━━ Material to process
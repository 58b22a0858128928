//! Normalized message, thread, and routing decision contract types.
//!
//! Channel adapters hand the engine a [`NormalizedMessage`]; everything the
//! engine persists (threads, decisions) is defined here with the camelCase key
//! names existing documents already use.

use std::collections::BTreeMap;

use chrono::{DateTime, Utc};
use serde::{Deserialize, Serialize};
use serde_json::Value;

use crate::routing_error::{RoutingEngineResult, ThreadRoutingError};

pub const PROPERTY_ID_METADATA_KEY: &str = "propertyId";
pub const PROJECT_ID_METADATA_KEY: &str = "projectId";

#[derive(Debug, Clone, Copy, Serialize, Deserialize, PartialEq, Eq, Hash, PartialOrd, Ord)]
#[serde(rename_all = "kebab-case")]
/// External channel a message arrived on.
pub enum MessageChannel {
    Sms,
    ChatPlatform,
    Email,
    InApp,
}

impl MessageChannel {
    pub fn as_str(self) -> &'static str {
        match self {
            Self::Sms => "sms",
            Self::ChatPlatform => "chat-platform",
            Self::Email => "email",
            Self::InApp => "in-app",
        }
    }

    pub fn parse(raw: &str) -> Option<Self> {
        match raw.trim().to_ascii_lowercase().as_str() {
            "sms" => Some(Self::Sms),
            "chat-platform" | "chat_platform" => Some(Self::ChatPlatform),
            "email" => Some(Self::Email),
            "in-app" | "in_app" => Some(Self::InApp),
            _ => None,
        }
    }
}

#[derive(Debug, Clone, Copy, Serialize, Deserialize, PartialEq, Eq, Default)]
#[serde(rename_all = "snake_case")]
pub enum MessageDirection {
    #[default]
    Incoming,
    Outgoing,
}

#[derive(Debug, Clone, Copy, Serialize, Deserialize, PartialEq, Eq, Default)]
#[serde(rename_all = "snake_case")]
pub enum DeliveryStatus {
    #[default]
    Pending,
    Sent,
    Delivered,
    Read,
    Failed,
}

#[derive(Debug, Clone, Serialize, Deserialize, PartialEq)]
#[serde(rename_all = "camelCase")]
/// Channel-agnostic message produced by a channel adapter.
pub struct NormalizedMessage {
    pub id: String,
    #[serde(default)]
    pub thread_id: String,
    pub channel: MessageChannel,
    #[serde(default)]
    pub direction: MessageDirection,
    pub sender_identifier: String,
    #[serde(default)]
    pub recipient_identifier: String,
    #[serde(default)]
    pub text: String,
    pub timestamp: DateTime<Utc>,
    #[serde(default)]
    pub delivery_status: DeliveryStatus,
    #[serde(default)]
    pub channel_metadata: BTreeMap<String, Value>,
}

impl NormalizedMessage {
    /// Returns a trimmed, non-empty string value from `channelMetadata`.
    pub fn metadata_text(&self, key: &str) -> Option<String> {
        let value = self.channel_metadata.get(key)?;
        let text = match value {
            Value::String(text) => text.trim().to_string(),
            Value::Number(number) => number.to_string(),
            _ => return None,
        };
        (!text.is_empty()).then_some(text)
    }

    /// Copy of this message bound to `thread_id`.
    pub fn routed_to(&self, thread_id: &str) -> Self {
        Self {
            thread_id: thread_id.to_string(),
            ..self.clone()
        }
    }
}

pub fn validate_normalized_message(message: &NormalizedMessage) -> RoutingEngineResult<()> {
    if message.id.trim().is_empty() {
        return Err(ThreadRoutingError::InvalidMessage(
            "message has empty id".to_string(),
        ));
    }
    if message.sender_identifier.trim().is_empty() {
        return Err(ThreadRoutingError::InvalidMessage(format!(
            "message '{}' has empty senderIdentifier",
            message.id
        )));
    }
    if message.channel_metadata.keys().any(|key| key.trim().is_empty()) {
        return Err(ThreadRoutingError::InvalidMessage(format!(
            "message '{}' includes empty channelMetadata key",
            message.id
        )));
    }
    Ok(())
}

#[derive(Debug, Clone, Default, Serialize, Deserialize, PartialEq, Eq)]
#[serde(rename_all = "camelCase")]
pub struct ThreadMetadata {
    #[serde(default, skip_serializing_if = "Option::is_none")]
    pub address: Option<String>,
    #[serde(default, skip_serializing_if = "Option::is_none")]
    pub city: Option<String>,
    #[serde(default, skip_serializing_if = "Option::is_none")]
    pub state: Option<String>,
}

#[derive(Debug, Clone, Serialize, Deserialize, PartialEq)]
#[serde(rename_all = "camelCase")]
pub struct ThreadLastMessage {
    pub text: String,
    pub sender_identifier: String,
    pub channel: MessageChannel,
    pub timestamp: DateTime<Utc>,
}

impl ThreadLastMessage {
    pub fn from_message(message: &NormalizedMessage) -> Self {
        Self {
            text: message.text.clone(),
            sender_identifier: message.sender_identifier.clone(),
            channel: message.channel,
            timestamp: message.timestamp,
        }
    }
}

#[derive(Debug, Clone, Serialize, Deserialize, PartialEq)]
#[serde(rename_all = "camelCase")]
/// Conversation container owned by an organization.
pub struct Thread {
    pub id: String,
    pub organization_id: String,
    #[serde(default)]
    pub participants: Vec<String>,
    #[serde(default)]
    pub channel_sources: Vec<MessageChannel>,
    pub created_at: DateTime<Utc>,
    pub updated_at: DateTime<Utc>,
    #[serde(default, skip_serializing_if = "Option::is_none")]
    pub last_message: Option<ThreadLastMessage>,
    #[serde(default, skip_serializing_if = "Option::is_none")]
    pub group_name: Option<String>,
    #[serde(default, skip_serializing_if = "Option::is_none")]
    pub property_id: Option<String>,
    #[serde(default, skip_serializing_if = "Option::is_none")]
    pub project_id: Option<String>,
    #[serde(default)]
    pub metadata: ThreadMetadata,
}

impl Thread {
    /// Adds `channel` to `channelSources`; returns false when already present.
    pub fn add_channel_source(&mut self, channel: MessageChannel) -> bool {
        if self.channel_sources.contains(&channel) {
            return false;
        }
        self.channel_sources.push(channel);
        true
    }

    pub fn last_message_text(&self) -> &str {
        self.last_message
            .as_ref()
            .map(|last| last.text.as_str())
            .unwrap_or_default()
    }
}

/// Exact-match reference a thread can carry in its metadata.
#[derive(Debug, Clone, PartialEq, Eq)]
pub enum ThreadReference {
    Property(String),
    Project(String),
}

impl ThreadReference {
    pub fn field_name(&self) -> &'static str {
        match self {
            Self::Property(_) => PROPERTY_ID_METADATA_KEY,
            Self::Project(_) => PROJECT_ID_METADATA_KEY,
        }
    }

    pub fn value(&self) -> &str {
        match self {
            Self::Property(value) | Self::Project(value) => value,
        }
    }

    pub fn matches(&self, thread: &Thread) -> bool {
        match self {
            Self::Property(value) => thread.property_id.as_deref() == Some(value.as_str()),
            Self::Project(value) => thread.project_id.as_deref() == Some(value.as_str()),
        }
    }
}

#[derive(Debug, Clone, Copy, Serialize, Deserialize, PartialEq, Eq, Hash)]
#[serde(rename_all = "snake_case")]
/// How a routing outcome was reached.
pub enum RoutingMethod {
    Identity,
    Metadata,
    Context,
    Created,
    Manual,
}

impl RoutingMethod {
    pub fn as_str(self) -> &'static str {
        match self {
            Self::Identity => "identity",
            Self::Metadata => "metadata",
            Self::Context => "context",
            Self::Created => "created",
            Self::Manual => "manual",
        }
    }
}

#[derive(Debug, Clone, Copy, Serialize, Deserialize, PartialEq, Eq, Hash)]
#[serde(rename_all = "snake_case")]
/// Method recorded on a persisted [`RoutingDecision`].
///
/// Thread creation has no decision method of its own: a created thread is
/// logged as `manual` with the new thread id and full confidence, while a
/// failure is `manual` with no thread id.
pub enum DecisionMethod {
    Identity,
    Metadata,
    Context,
    Manual,
}

impl DecisionMethod {
    pub fn as_str(self) -> &'static str {
        match self {
            Self::Identity => "identity",
            Self::Metadata => "metadata",
            Self::Context => "context",
            Self::Manual => "manual",
        }
    }
}

impl From<RoutingMethod> for DecisionMethod {
    fn from(method: RoutingMethod) -> Self {
        match method {
            RoutingMethod::Identity => Self::Identity,
            RoutingMethod::Metadata => Self::Metadata,
            RoutingMethod::Context => Self::Context,
            RoutingMethod::Created | RoutingMethod::Manual => Self::Manual,
        }
    }
}

#[derive(Debug, Clone, Serialize, Deserialize, PartialEq)]
#[serde(rename_all = "camelCase")]
/// Ephemeral outcome of a successful routing attempt.
pub struct RoutingResult {
    pub thread_id: String,
    pub confidence: f64,
    pub method: RoutingMethod,
    pub reason: String,
}

impl RoutingResult {
    pub fn new(
        thread_id: impl Into<String>,
        confidence: f64,
        method: RoutingMethod,
        reason: impl Into<String>,
    ) -> Self {
        Self {
            thread_id: thread_id.into(),
            confidence: confidence.clamp(0.0, 1.0),
            method,
            reason: reason.into(),
        }
    }
}

#[derive(Debug, Clone, Serialize, Deserialize, PartialEq)]
#[serde(rename_all = "camelCase")]
/// Persisted audit entry; one per routing attempt.
pub struct RoutingDecision {
    pub message_id: String,
    pub sender_identifier: String,
    pub channel: MessageChannel,
    pub timestamp: DateTime<Utc>,
    pub method: DecisionMethod,
    pub confidence: f64,
    pub reason: String,
    pub thread_id: Option<String>,
    pub organization_id: String,
}

impl RoutingDecision {
    pub fn resolved(
        message: &NormalizedMessage,
        organization_id: &str,
        result: &RoutingResult,
        timestamp: DateTime<Utc>,
    ) -> Self {
        Self {
            message_id: message.id.clone(),
            sender_identifier: message.sender_identifier.clone(),
            channel: message.channel,
            timestamp,
            method: result.method.into(),
            confidence: result.confidence,
            reason: result.reason.clone(),
            thread_id: Some(result.thread_id.clone()),
            organization_id: organization_id.to_string(),
        }
    }

    pub fn unresolved(
        message: &NormalizedMessage,
        organization_id: &str,
        reason: impl Into<String>,
        timestamp: DateTime<Utc>,
    ) -> Self {
        Self {
            message_id: message.id.clone(),
            sender_identifier: message.sender_identifier.clone(),
            channel: message.channel,
            timestamp,
            method: DecisionMethod::Manual,
            confidence: 0.0,
            reason: reason.into(),
            thread_id: None,
            organization_id: organization_id.to_string(),
        }
    }
}

#[cfg(test)]
mod tests {
    use super::*;
    use chrono::TimeZone;

    fn sample_message() -> NormalizedMessage {
        NormalizedMessage {
            id: "msg-1".to_string(),
            thread_id: String::new(),
            channel: MessageChannel::Sms,
            direction: MessageDirection::Incoming,
            sender_identifier: "+15551234567".to_string(),
            recipient_identifier: "+15550000000".to_string(),
            text: "ok".to_string(),
            timestamp: Utc.with_ymd_and_hms(2026, 3, 1, 12, 0, 0).unwrap(),
            delivery_status: DeliveryStatus::Delivered,
            channel_metadata: BTreeMap::new(),
        }
    }

    #[test]
    fn unit_message_serializes_with_camel_case_keys() {
        let payload = serde_json::to_value(sample_message()).expect("serialize");
        assert_eq!(payload["senderIdentifier"], "+15551234567");
        assert_eq!(payload["channel"], "sms");
        assert_eq!(payload["deliveryStatus"], "delivered");
        assert!(payload.get("channelMetadata").is_some());
        assert!(payload.get("sender_identifier").is_none());
    }

    #[test]
    fn unit_channel_serializes_kebab_case_values() {
        let raw = serde_json::to_string(&[MessageChannel::ChatPlatform, MessageChannel::InApp])
            .expect("serialize");
        assert_eq!(raw, r#"["chat-platform","in-app"]"#);
        assert_eq!(MessageChannel::parse("in_app"), Some(MessageChannel::InApp));
        assert_eq!(MessageChannel::parse("fax"), None);
    }

    #[test]
    fn unit_validate_message_rejects_blank_sender() {
        let mut message = sample_message();
        message.sender_identifier = "  ".to_string();
        let error = validate_normalized_message(&message).expect_err("blank sender");
        assert!(error.to_string().contains("empty senderIdentifier"));
    }

    #[test]
    fn unit_metadata_text_accepts_numbers_and_skips_blank_strings() {
        let mut message = sample_message();
        message
            .channel_metadata
            .insert(PROPERTY_ID_METADATA_KEY.to_string(), Value::from(42_u64));
        message.channel_metadata.insert(
            PROJECT_ID_METADATA_KEY.to_string(),
            Value::String("  ".to_string()),
        );
        assert_eq!(
            message.metadata_text(PROPERTY_ID_METADATA_KEY).as_deref(),
            Some("42")
        );
        assert_eq!(message.metadata_text(PROJECT_ID_METADATA_KEY), None);
    }

    #[test]
    fn regression_thread_channel_sources_keep_set_semantics() {
        let now = Utc::now();
        let mut thread = Thread {
            id: "t1".to_string(),
            organization_id: "org-1".to_string(),
            participants: vec!["u1".to_string()],
            channel_sources: vec![MessageChannel::Sms],
            created_at: now,
            updated_at: now,
            last_message: None,
            group_name: None,
            property_id: None,
            project_id: None,
            metadata: ThreadMetadata::default(),
        };
        assert!(!thread.add_channel_source(MessageChannel::Sms));
        assert!(thread.add_channel_source(MessageChannel::Email));
        assert!(!thread.add_channel_source(MessageChannel::Email));
        assert_eq!(
            thread.channel_sources,
            vec![MessageChannel::Sms, MessageChannel::Email]
        );
    }

    #[test]
    fn unit_unresolved_decision_uses_manual_method_and_null_thread() {
        let message = sample_message();
        let decision =
            RoutingDecision::unresolved(&message, "org-1", "no strategy matched", Utc::now());
        assert_eq!(decision.method, DecisionMethod::Manual);
        assert_eq!(decision.thread_id, None);
        let payload = serde_json::to_value(&decision).expect("serialize");
        assert!(payload["threadId"].is_null());
        assert_eq!(payload["organizationId"], "org-1");
    }

    #[test]
    fn regression_created_thread_decision_serializes_as_manual() {
        let message = sample_message();
        let result = RoutingResult::new(
            "thread-1",
            1.0,
            RoutingMethod::Created,
            "created thread for new sender",
        );
        let decision = RoutingDecision::resolved(&message, "org-1", &result, Utc::now());
        assert_eq!(decision.method, DecisionMethod::Manual);
        let payload = serde_json::to_value(&decision).expect("serialize");
        assert_eq!(payload["method"], "manual");
        assert_eq!(payload["threadId"], "thread-1");
        assert_eq!(payload["confidence"], 1.0);
        assert_eq!(
            DecisionMethod::from(RoutingMethod::Metadata).as_str(),
            "metadata"
        );
    }
}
━━━━
→ Activity
Go line by line through the data above and report each one that holds the string "RoutingResult".

→ Answer section
pub struct RoutingResult {
impl RoutingResult {
        result: &RoutingResult,
        let result = RoutingResult::new(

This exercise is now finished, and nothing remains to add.